2.2 Logistic Regression
Logistic regression Is a commonly used machine
learning algorithm to model the chance of an event.
In (Sperandei, 2014) Sperandei, defined Logistic
regression as an algorithm that works very similar to
linear-regression, but with a binomial response
variable, which tries to model the logarithm of the
chance. (Kung-Yee & L. Zeger, 1988) proposed an
approach to solving multivariate time binary series
data; in this approach, the logistic regression eases the
computational burden of the maximum likelihood
method.
2.3 Random Forest
The Random Forest (RF) was Introduced in
(Breiman, 2001) as a combination of predictor trees.

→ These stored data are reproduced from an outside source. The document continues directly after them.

use crate::{
    error::Error,
    pose::{Keypoint, KeypointKind, Keypoints, Skeleton, NUM_KEYPOINTS},
};
use ndarray::{ArrayView2, Axis};
use num_traits::cast::{FromPrimitive, ToPrimitive};
use opencv::{
    core::{Mat, Scalar, Size, CV_32F},
    dnn::{self, Net},
    prelude::*,
};
use ordered_float::NotNan;
use std::{
    cmp::Reverse,
    path::Path,
    time::{Duration, Instant},
};
use tracing::{debug, instrument};

/// Box (cx, cy, w, h), person score, then (x, y, confidence) per keypoint.
const OUTPUT_ROWS: usize = 4 + 1 + 3 * NUM_KEYPOINTS;

/// Turns a frame into zero or more skeletons.
pub(crate) trait PoseEstimator {
    fn estimate(&mut self, frame: &Mat) -> Result<Vec<Skeleton>, Error>;
}

#[derive(Debug, Copy, Clone, Default)]
pub(crate) struct Timing {
    pub(crate) inference: Duration,
    pub(crate) last: Duration,
}

/// A YOLOv8 pose network exported to ONNX, run through OpenCV's dnn module.
pub(crate) struct YoloPose {
    net: Net,
    input_size: i32,
    score_threshold: f32,
    iou_threshold: f32,
    pub(crate) timing: Timing,
}

impl YoloPose {
    pub(crate) fn new<P>(
        model_path: P,
        input_size: i32,
        score_threshold: f32,
        iou_threshold: f32,
    ) -> Result<Self, Error>
    where
        P: AsRef<Path>,
    {
        let model_path = model_path.as_ref();
        let net = dnn::read_net_from_onnx(&model_path.to_string_lossy())
            .map_err(|e| Error::ReadNet(e, model_path.to_owned()))?;
        Ok(Self {
            net,
            input_size,
            score_threshold,
            iou_threshold,
            timing: Default::default(),
        })
    }
}

impl PoseEstimator for YoloPose {
    #[instrument(name = "YoloPose::estimate", skip(self, frame), level = "debug")]
    fn estimate(&mut self, frame: &Mat) -> Result<Vec<Skeleton>, Error> {
        let blob = dnn::blob_from_image(
            frame,
            1.0 / 255.0,
            Size::new(self.input_size, self.input_size),
            Scalar::default(),
            true,
            false,
            CV_32F,
        )
        .map_err(Error::BlobFromImage)?;
        self.net
            .set_input(&blob, "", 1.0, Scalar::default())
            .map_err(Error::SetNetInput)?;

        let start_inference = Instant::now();
        let output = self.net.forward_single("").map_err(Error::Forward)?;
        let elapsed = start_inference.elapsed();
        self.timing.inference += elapsed;
        self.timing.last = elapsed;

        let input_size = self.input_size.to_f32().ok_or(Error::ConvertToF32)?;
        let scale = (
            frame.cols().to_f32().ok_or(Error::ConvertToF32)? / input_size,
            frame.rows().to_f32().ok_or(Error::ConvertToF32)? / input_size,
        );
        let skeletons = decode_output(
            output.data_typed::<f32>().map_err(Error::GetMatData)?,
            scale,
            self.score_threshold,
            self.iou_threshold,
        )?;
        debug!(
            message = "decoded poses",
            count = skeletons.len(),
            top_score = ?skeletons.first().map(|skeleton| skeleton.score),
            ?elapsed
        );
        Ok(skeletons)
    }
}

#[derive(Debug, Copy, Clone, PartialEq)]
struct BoundingBox {
    x0: f32,
    y0: f32,
    x1: f32,
    y1: f32,
}

impl BoundingBox {
    fn from_center(cx: f32, cy: f32, w: f32, h: f32) -> Self {
        Self {
            x0: cx - w / 2.0,
            y0: cy - h / 2.0,
            x1: cx + w / 2.0,
            y1: cy + h / 2.0,
        }
    }

    fn area(&self) -> f32 {
        (self.x1 - self.x0).max(0.0) * (self.y1 - self.y0).max(0.0)
    }

    fn iou(&self, other: &Self) -> f32 {
        let intersection = Self {
            x0: self.x0.max(other.x0),
            y0: self.y0.max(other.y0),
            x1: self.x1.min(other.x1),
            y1: self.y1.min(other.y1),
        }
        .area();
        let union = self.area() + other.area() - intersection;
        if union <= 0.0 {
            0.0
        } else {
            intersection / union
        }
    }
}

/// Decode a raw `(56, N)` pose head into skeletons in frame coordinates.
///
/// Candidates under `score_threshold` are dropped, and the rest go through greedy
/// non-maximum suppression in decreasing score order.
pub(crate) fn decode_output(
    data: &[f32],
    scale: (f32, f32),
    score_threshold: f32,
    iou_threshold: f32,
) -> Result<Vec<Skeleton>, Error> {
    if data.is_empty() || data.len() % OUTPUT_ROWS != 0 {
        return Err(Error::UnexpectedOutputShape {
            expected: OUTPUT_ROWS,
            len: data.len(),
        });
    }
    let output = ArrayView2::from_shape((OUTPUT_ROWS, data.len() / OUTPUT_ROWS), data)
        .map_err(Error::ConstructArrayView)?;
    let (sx, sy) = scale;

    let mut candidates = output
        .axis_iter(Axis(1))
        .filter(|column| column[4] >= score_threshold)
        .map(|column| {
            let score = NotNan::new(column[4]).map_err(|e| Error::ConstructNotNan(e, column[4]))?;
            let bbox = BoundingBox::from_center(
                column[0] * sx,
                column[1] * sy,
                column[2] * sx,
                column[3] * sy,
            );
            let mut keypoints = Keypoints::default();
            for k in 0..NUM_KEYPOINTS {
                let kind =
                    KeypointKind::from_usize(k).ok_or(Error::ConvertUSizeToKeypointKind(k))?;
                let base = 5 + 3 * k;
                keypoints[kind.idx()] = Keypoint::new(
                    column[base] * sx,
                    column[base + 1] * sy,
                    column[base + 2],
                );
            }
            Ok::<_, Error>((score, bbox, keypoints))
        })
        .collect::<Result<Vec<_>, Error>>()?;

    candidates.sort_by_key(|&(score, ..)| Reverse(score));

    let mut kept: Vec<(BoundingBox, Skeleton)> = Vec::with_capacity(candidates.len());
    for (score, bbox, keypoints) in candidates {
        if kept
            .iter()
            .all(|(other, _)| bbox.iou(other) <= iou_threshold)
        {
            kept.push((bbox, Skeleton::new(keypoints, score.into_inner())));
        }
    }
    Ok(kept.into_iter().map(|(_, skeleton)| skeleton).collect())
}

It uses many trees to generate a predictive model. In
each node, a random selection of features is used to
identify the important predictors automatically.
Random forest (RF) is a non-linear machine
learning algorithm that can resolves classification
problems in many different fields of business; RF was
used to understand the financial markets and forecast
changes in prices. In (Booth, Gerding, & McGroarty,
2014), a trading strategy was built and developed
based on a Random Forest algorithm. The proposed
trading system forecasts the price return. The results
showed that random forests produce superior results
in terms of both profitability and prediction accuracy
compared with other ensemble techniques. Also, in
(Chihab, Bousbaa, Chihab, Bencharef, & Ziti, 2019),
another approach was proposed to forecast the future
price in the next week; the study showed impressive
results to improve the prediction accuracy by using
Random forest.
BML 2021 - INTERNATIONAL CONFERENCE ON BIG DATA, MODELLING AND MACHINE LEARNING (BML’21)
82
3 METHODOLOGY AND
RESULTS
3.1 Data
In this research, the used datasets are of the two most-
traded currencies in the world: the United States
Dollar and the Euro; the EUR/USD currency pair
represents the quotation of these two currencies EUR
and USD; the EUR is called the base currency, and
the USD is called the quote currency, when trading a
currency pair, the quote currency is used to buy the
base currency. The dataset covers the period from
January 01, 2014, until January 30, 2021. 80% of this
dataset was used for the training phase, the other 20%
of the dataset was used for the test phase; the data
segregation was done non-randomly to conserve the
temporal order. A time-series dataset is sequential
data obtained through repeated measurements over
time, hourly, daily, or weekly.
This work proposes two approaches for day
trading; the used dataset is an OLHCV data
indexed on the timestamp one day; each row is an
observation of five variables: Open, High, Low,
close, and Volume (OLHCV).
3.2 Feature Generation
3.2.1 Technical Indicators
Based on the existing OLHCV features, an algorithm
generates new features known as "technical
indicators"; this process adds additional information
based on mathematical calculations.
Technical analysts use technical indicators to analyze
and understand the price movement; they give an idea
of where the price might go next in a given market.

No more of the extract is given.